Arcade runs nightly CI/CD with fake OAuth accounts against all their integrations to catch breaking changes from upstream providers. This is a practical necessity given how frequently third-party APIs change behavior.
## Demonstrations and Practical Results
The talk includes a demo from a community member named Sergio showing Twilio and Notion integrations. The agent sends a text message through Twilio and creates Notion documents—actions that require authenticated access that ChatGPT cannot perform natively.
While the demo is impressive, it's worth noting that Arcade AI is still relatively early-stage. The presentation is as much about vision and architecture as proven results at scale.
## Deployment Model
Arcade can be deployed as:
- Arcade's managed cloud (Arcade handles security responsibilities)
- Self-hosted within customer VPC (customer handles runtime security)
The engine is a closed-source binary distributed as a Docker container. Core tools and SDKs are open source. Single-developer use is free; production/team use requires payment.
The team uses Modal for hosting their own Slack bot integration, citing approximately four lines of code for deployment. This aligns with their philosophy of enabling easy scaling of tool execution.
## Critical Assessment
The presentation makes compelling arguments about gaps in the current LLMOps landscape for agent tool calling.
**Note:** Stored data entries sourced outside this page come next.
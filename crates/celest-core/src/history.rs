//! Undo/redo history of graph snapshots.

use crate::graph::CodeGraph;
use std::sync::Arc;

/// Maximum number of undo states to keep.
pub const MAX_UNDO_HISTORY: usize = 50;

/// Snapshot-based undo/redo stack for one project.
///
/// Snapshots are shared `Arc`s, so recording one costs a pointer copy.
#[derive(Debug, Clone, Default)]
pub struct History {
    undo_stack: Vec<Arc<CodeGraph>>,
    redo_stack: Vec<Arc<CodeGraph>>,
}

impl History {
    pub fn new() -> Self {
        Self::default()
    }

    /// Record `current` before it is changed.
    pub fn push(&mut self, current: &Arc<CodeGraph>) {
        if self.undo_stack.last().is_some_and(|top| Arc::ptr_eq(top, current)) {
            // Checkpoint without an edit in between; redo stays valid.
            return;
        }
        self.undo_stack.push(Arc::clone(current));
        self.redo_stack.clear();

        if self.undo_stack.len() > MAX_UNDO_HISTORY {
            self.undo_stack.remove(0);
        }
    }

    /// Step back. Returns the graph to restore, or `None` if there is
    /// nothing to undo.
    pub fn undo(&mut self, current: &Arc<CodeGraph>) -> Option<Arc<CodeGraph>> {
        let snapshot = self.undo_stack.pop()?;
        self.redo_stack.push(Arc::clone(current));
        Some(snapshot)
    }

    /// Step forward again after an undo.
    pub fn redo(&mut self, current: &Arc<CodeGraph>) -> Option<Arc<CodeGraph>> {
        let snapshot = self.redo_stack.pop()?;
        self.undo_stack.push(Arc::clone(current));
        Some(snapshot)
    }

    pub fn can_undo(&self) -> bool {
        !self.undo_stack.is_empty()
    }

    pub fn can_redo(&self) -> bool {
        !self.redo_stack.is_empty()
    }

    pub fn undo_len(&self) -> usize {
        self.undo_stack.len()
    }

    pub fn clear(&mut self) {
        self.undo_stack.clear();
        self.redo_stack.clear();
    }
}
//! Pointer, wheel and keyboard events delivered by the rendering layer.

use crate::connection::HandleRef;
use kurbo::{Point, Vec2};
use serde::{Deserialize, Serialize};

/// Mouse button identifiers.
#[derive(Debug, Clone, Copy, PartialEq, Eq, Hash, Serialize, Deserialize)]
pub enum MouseButton {
    Left,
    Right,
    Middle,
}

/// Modifier keys state.
#[derive(Debug, Clone, Copy, Default, PartialEq, Eq, Serialize, Deserialize)]
pub struct Modifiers {
    pub shift: bool,
    pub ctrl: bool,
    pub alt: bool,
    pub meta: bool,
}

impl Modifiers {
    pub const NONE: Modifiers = Modifiers {
        shift: false,
        ctrl: false,
        alt: false,
        meta: false,
    };

    pub fn shift() -> Self {
        Self {
            shift: true,
            ..Self::NONE
        }
    }

    pub fn alt() -> Self {
        Self {
            alt: true,
            ..Self::NONE
        }
    }

    pub fn command() -> Self {
        Self {
            ctrl: true,
            ..Self::NONE
        }
    }

    /// Ctrl on most platforms, Cmd on macOS.
    pub fn is_command(&self) -> bool {
        self.ctrl || self.meta
    }

    /// Modifier that turns a node drag into a duplicate-drag.
    pub fn is_duplicate(&self) -> bool {
        self.alt
    }
}

/// The element a pointer event landed on.
#[derive(Debug, Clone, PartialEq)]
pub enum PointerTarget {
    /// Empty canvas.
    Pane,
    Node(String),
    Edge(String),
    Handle(HandleRef),
}

/// A pointer down/move/up event. `position` is in screen space.
#[derive(Debug, Clone, PartialEq)]
pub struct PointerEvent {
    pub position: Point,
    pub button: MouseButton,
    pub modifiers: Modifiers,
    pub target: PointerTarget,
}

impl PointerEvent {
    pub fn new(position: Point, target: PointerTarget) -> Self {
        Self {
            position,
            button: MouseButton::Left,
            modifiers: Modifiers::NONE,
            target,
        }
    }

    pub fn on_pane(position: Point) -> Self {
        Self::new(position, PointerTarget::Pane)
    }

    pub fn on_node(position: Point, id: &str) -> Self {
        Self::new(position, PointerTarget::Node(id.to_string()))
    }

    pub fn with_button(mut self, button: MouseButton) -> Self {
        self.button = button;
        self
    }

    pub fn with_modifiers(mut self, modifiers: Modifiers) -> Self {
        self.modifiers = modifiers;
        self
    }
}

/// Unit of a wheel delta.
#[derive(Debug, Clone, Copy, PartialEq, Eq, Default, Serialize, Deserialize)]
pub enum DeltaMode {
    #[default]
    Pixel,
    Line,
    Page,
}

/// Wheel or trackpad scroll/pinch event.
#[derive(Debug, Clone, Copy, PartialEq)]
pub struct WheelEvent {
    pub position: Point,
    pub delta: Vec2,
    pub delta_mode: DeltaMode,
    /// Pinch gestures arrive with ctrl set.
    pub modifiers: Modifiers,
}

/// Keys the canvas reacts to.
#[derive(Debug, Clone, PartialEq, Eq)]
pub enum Key {
    Delete,
    Backspace,
    Escape,
    Space,
    Alt,
    Character(char),
    Other(String),
}

/// Where keyboard focus currently sits.
#[derive(Debug, Clone, Copy, PartialEq, Eq, Default)]
pub enum FocusContext {
    #[default]
    Canvas,
    /// Input, textarea, content-editable or code editor.
    TextInput,
}

/// A key press or release.
#[derive(Debug, Clone, PartialEq)]
pub struct KeyEvent {
    pub key: Key,
    pub modifiers: Modifiers,
    pub focus: FocusContext,
}

impl KeyEvent {
    pub fn new(key: Key) -> Self {
        Self {
            key,
            modifiers: Modifiers::NONE,
            focus: FocusContext::Canvas,
        }
    }

    pub fn with_modifiers(mut self, modifiers: Modifiers) -> Self {
        self.modifiers = modifiers;
        self
    }

    pub fn in_text_input(mut self) -> Self {
        self.focus = FocusContext::TextInput;
        self
    }

    /// Lower-cased character, if this is a character key.
    pub fn character(&self) -> Option<char> {
        match self.key {
            Key::Character(c) => Some(c.to_ascii_lowercase()),
            _ => None,
        }
    }
}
The separation of concerns between orchestration and tool execution is well-reasoned and addresses real production pain points.
However, some caveats are worth noting:
- The platform is still maturing; many features are described as aspirational or in development
- The claim that agents "will never" fulfill their potential without proper auth is strong—useful but somewhat hyperbolic
- Adoption of a new tool platform requires buy-in from the ecosystem; Arcade's success depends on developer adoption
- The closed-source engine creates vendor dependencies despite the open-source SDK
The architecture and philosophy are sound for the problems described. Whether Arcade AI achieves the "gold standard" status the presenter hopes for remains to be seen, but the technical approach addresses genuine production challenges that current orchestration frameworks leave unaddressed.